● **Your assignment**
Where the line containing "acquire SeDebugPrivilege, is" appears, end your copy; everything from the first line of the records below up to and including it must be reproduced exactly.
——
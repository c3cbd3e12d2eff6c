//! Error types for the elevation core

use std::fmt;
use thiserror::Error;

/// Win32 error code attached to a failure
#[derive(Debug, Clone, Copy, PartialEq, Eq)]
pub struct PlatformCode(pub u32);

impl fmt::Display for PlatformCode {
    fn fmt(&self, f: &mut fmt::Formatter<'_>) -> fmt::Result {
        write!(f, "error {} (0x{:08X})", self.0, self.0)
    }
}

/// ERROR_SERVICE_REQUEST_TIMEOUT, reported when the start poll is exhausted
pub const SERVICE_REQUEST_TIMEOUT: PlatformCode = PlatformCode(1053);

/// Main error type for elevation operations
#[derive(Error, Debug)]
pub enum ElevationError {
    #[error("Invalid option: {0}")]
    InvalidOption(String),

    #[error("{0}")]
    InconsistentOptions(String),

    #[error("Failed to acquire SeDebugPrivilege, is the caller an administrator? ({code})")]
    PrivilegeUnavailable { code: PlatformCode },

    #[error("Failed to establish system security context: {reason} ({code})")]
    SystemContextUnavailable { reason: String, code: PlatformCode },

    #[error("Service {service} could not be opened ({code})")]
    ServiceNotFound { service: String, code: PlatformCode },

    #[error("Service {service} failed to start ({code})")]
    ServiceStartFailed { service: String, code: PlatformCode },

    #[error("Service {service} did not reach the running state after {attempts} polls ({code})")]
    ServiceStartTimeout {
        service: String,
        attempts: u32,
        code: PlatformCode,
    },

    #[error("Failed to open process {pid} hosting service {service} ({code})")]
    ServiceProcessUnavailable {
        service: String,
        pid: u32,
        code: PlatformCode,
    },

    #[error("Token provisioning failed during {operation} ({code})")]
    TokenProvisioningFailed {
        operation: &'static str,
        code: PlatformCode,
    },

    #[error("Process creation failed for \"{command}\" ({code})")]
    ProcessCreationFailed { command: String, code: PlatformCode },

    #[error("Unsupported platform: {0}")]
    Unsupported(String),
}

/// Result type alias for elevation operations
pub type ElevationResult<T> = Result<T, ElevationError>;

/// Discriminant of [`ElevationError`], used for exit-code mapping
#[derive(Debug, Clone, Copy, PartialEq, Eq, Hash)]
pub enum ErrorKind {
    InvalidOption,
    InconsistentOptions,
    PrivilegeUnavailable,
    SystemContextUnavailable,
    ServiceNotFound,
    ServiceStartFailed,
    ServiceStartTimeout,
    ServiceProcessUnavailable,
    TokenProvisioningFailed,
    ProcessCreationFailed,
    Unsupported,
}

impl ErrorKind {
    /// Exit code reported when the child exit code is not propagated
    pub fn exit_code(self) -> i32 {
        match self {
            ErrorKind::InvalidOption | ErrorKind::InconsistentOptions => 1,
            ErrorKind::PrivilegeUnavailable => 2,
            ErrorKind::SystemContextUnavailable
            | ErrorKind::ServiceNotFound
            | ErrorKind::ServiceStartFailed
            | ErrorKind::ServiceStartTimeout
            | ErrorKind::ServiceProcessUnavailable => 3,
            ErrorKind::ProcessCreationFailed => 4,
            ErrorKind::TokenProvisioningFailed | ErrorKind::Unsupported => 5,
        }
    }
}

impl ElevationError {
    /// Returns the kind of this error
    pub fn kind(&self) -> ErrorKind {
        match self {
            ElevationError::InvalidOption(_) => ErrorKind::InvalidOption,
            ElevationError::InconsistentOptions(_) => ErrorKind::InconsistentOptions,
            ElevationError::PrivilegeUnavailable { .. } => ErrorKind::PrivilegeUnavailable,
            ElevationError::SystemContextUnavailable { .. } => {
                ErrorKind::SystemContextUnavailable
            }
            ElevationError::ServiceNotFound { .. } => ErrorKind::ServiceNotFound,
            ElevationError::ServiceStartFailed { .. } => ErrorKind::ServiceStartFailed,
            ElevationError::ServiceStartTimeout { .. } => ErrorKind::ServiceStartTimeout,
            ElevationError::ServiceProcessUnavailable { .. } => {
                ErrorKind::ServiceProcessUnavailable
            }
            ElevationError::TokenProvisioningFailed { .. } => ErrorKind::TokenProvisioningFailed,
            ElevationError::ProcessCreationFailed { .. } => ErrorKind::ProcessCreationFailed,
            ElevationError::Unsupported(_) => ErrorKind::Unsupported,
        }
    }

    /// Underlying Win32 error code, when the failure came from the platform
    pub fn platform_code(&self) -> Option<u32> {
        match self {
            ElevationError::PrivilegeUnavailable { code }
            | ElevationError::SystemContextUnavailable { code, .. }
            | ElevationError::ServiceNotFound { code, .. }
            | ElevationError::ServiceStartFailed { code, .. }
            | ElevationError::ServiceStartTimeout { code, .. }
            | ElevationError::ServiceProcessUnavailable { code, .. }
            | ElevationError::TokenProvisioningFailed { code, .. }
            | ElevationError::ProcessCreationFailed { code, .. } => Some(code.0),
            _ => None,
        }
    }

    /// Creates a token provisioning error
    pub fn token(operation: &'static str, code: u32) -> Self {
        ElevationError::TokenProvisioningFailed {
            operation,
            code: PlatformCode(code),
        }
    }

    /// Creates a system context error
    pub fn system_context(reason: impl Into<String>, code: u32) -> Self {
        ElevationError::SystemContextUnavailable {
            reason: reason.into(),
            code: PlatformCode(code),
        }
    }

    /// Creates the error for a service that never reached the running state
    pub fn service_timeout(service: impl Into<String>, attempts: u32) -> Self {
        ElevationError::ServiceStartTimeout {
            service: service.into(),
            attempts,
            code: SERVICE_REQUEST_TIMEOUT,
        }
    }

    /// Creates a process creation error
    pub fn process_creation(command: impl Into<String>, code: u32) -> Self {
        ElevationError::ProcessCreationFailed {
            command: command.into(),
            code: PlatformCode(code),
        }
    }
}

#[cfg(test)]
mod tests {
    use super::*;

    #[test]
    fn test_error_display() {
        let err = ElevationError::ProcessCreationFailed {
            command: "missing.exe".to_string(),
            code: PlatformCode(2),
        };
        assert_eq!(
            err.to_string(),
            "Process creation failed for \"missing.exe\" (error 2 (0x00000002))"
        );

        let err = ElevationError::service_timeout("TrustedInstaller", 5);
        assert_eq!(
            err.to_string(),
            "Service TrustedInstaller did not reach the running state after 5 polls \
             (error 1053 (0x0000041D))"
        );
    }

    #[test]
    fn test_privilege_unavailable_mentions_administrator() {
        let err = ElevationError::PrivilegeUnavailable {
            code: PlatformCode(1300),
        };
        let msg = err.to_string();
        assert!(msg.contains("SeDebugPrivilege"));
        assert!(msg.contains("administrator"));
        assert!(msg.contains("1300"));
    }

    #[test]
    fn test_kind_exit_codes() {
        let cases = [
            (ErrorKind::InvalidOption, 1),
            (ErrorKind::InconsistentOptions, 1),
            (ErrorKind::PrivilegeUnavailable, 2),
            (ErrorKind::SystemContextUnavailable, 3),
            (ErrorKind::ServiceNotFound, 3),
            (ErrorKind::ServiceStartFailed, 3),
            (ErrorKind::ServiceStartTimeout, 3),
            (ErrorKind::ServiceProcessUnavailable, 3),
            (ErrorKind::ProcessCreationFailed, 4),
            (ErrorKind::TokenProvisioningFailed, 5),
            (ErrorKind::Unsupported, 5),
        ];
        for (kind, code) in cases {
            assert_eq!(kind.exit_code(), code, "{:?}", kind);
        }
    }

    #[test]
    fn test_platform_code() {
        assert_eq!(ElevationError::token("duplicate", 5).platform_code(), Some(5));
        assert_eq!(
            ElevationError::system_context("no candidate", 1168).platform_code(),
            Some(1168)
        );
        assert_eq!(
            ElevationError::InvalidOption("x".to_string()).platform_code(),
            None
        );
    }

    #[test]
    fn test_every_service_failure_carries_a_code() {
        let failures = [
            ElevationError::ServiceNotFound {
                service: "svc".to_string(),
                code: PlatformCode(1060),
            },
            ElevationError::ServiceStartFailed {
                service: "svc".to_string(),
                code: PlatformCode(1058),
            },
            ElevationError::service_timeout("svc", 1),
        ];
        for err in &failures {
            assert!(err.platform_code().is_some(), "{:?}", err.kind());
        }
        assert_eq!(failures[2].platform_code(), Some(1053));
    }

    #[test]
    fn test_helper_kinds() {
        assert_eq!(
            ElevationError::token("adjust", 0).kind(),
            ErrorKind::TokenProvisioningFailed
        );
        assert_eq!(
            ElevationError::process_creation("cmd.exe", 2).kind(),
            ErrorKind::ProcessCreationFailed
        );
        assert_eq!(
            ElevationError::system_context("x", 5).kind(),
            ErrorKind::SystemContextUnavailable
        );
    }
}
——
● **Final answer**
repository c3cbd3e12d2eff6c
//! Error types for the elevation core

use std::fmt;
use thiserror::Error;

/// Win32 error code attached to a failure
#[derive(Debug, Clone, Copy, PartialEq, Eq)]
pub struct PlatformCode(pub u32);

impl fmt::Display for PlatformCode {
    fn fmt(&self, f: &mut fmt::Formatter<'_>) -> fmt::Result {
        write!(f, "error {} (0x{:08X})", self.0, self.0)
    }
}

/// ERROR_SERVICE_REQUEST_TIMEOUT, reported when the start poll is exhausted
pub const SERVICE_REQUEST_TIMEOUT: PlatformCode = PlatformCode(1053);

/// Main error type for elevation operations
#[derive(Error, Debug)]
pub enum ElevationError {
    #[error("Invalid option: {0}")]
    InvalidOption(String),

    #[error("{0}")]
    InconsistentOptions(String),

    #[error("Failed to acquire SeDebugPrivilege, is the caller an administrator? ({code})")]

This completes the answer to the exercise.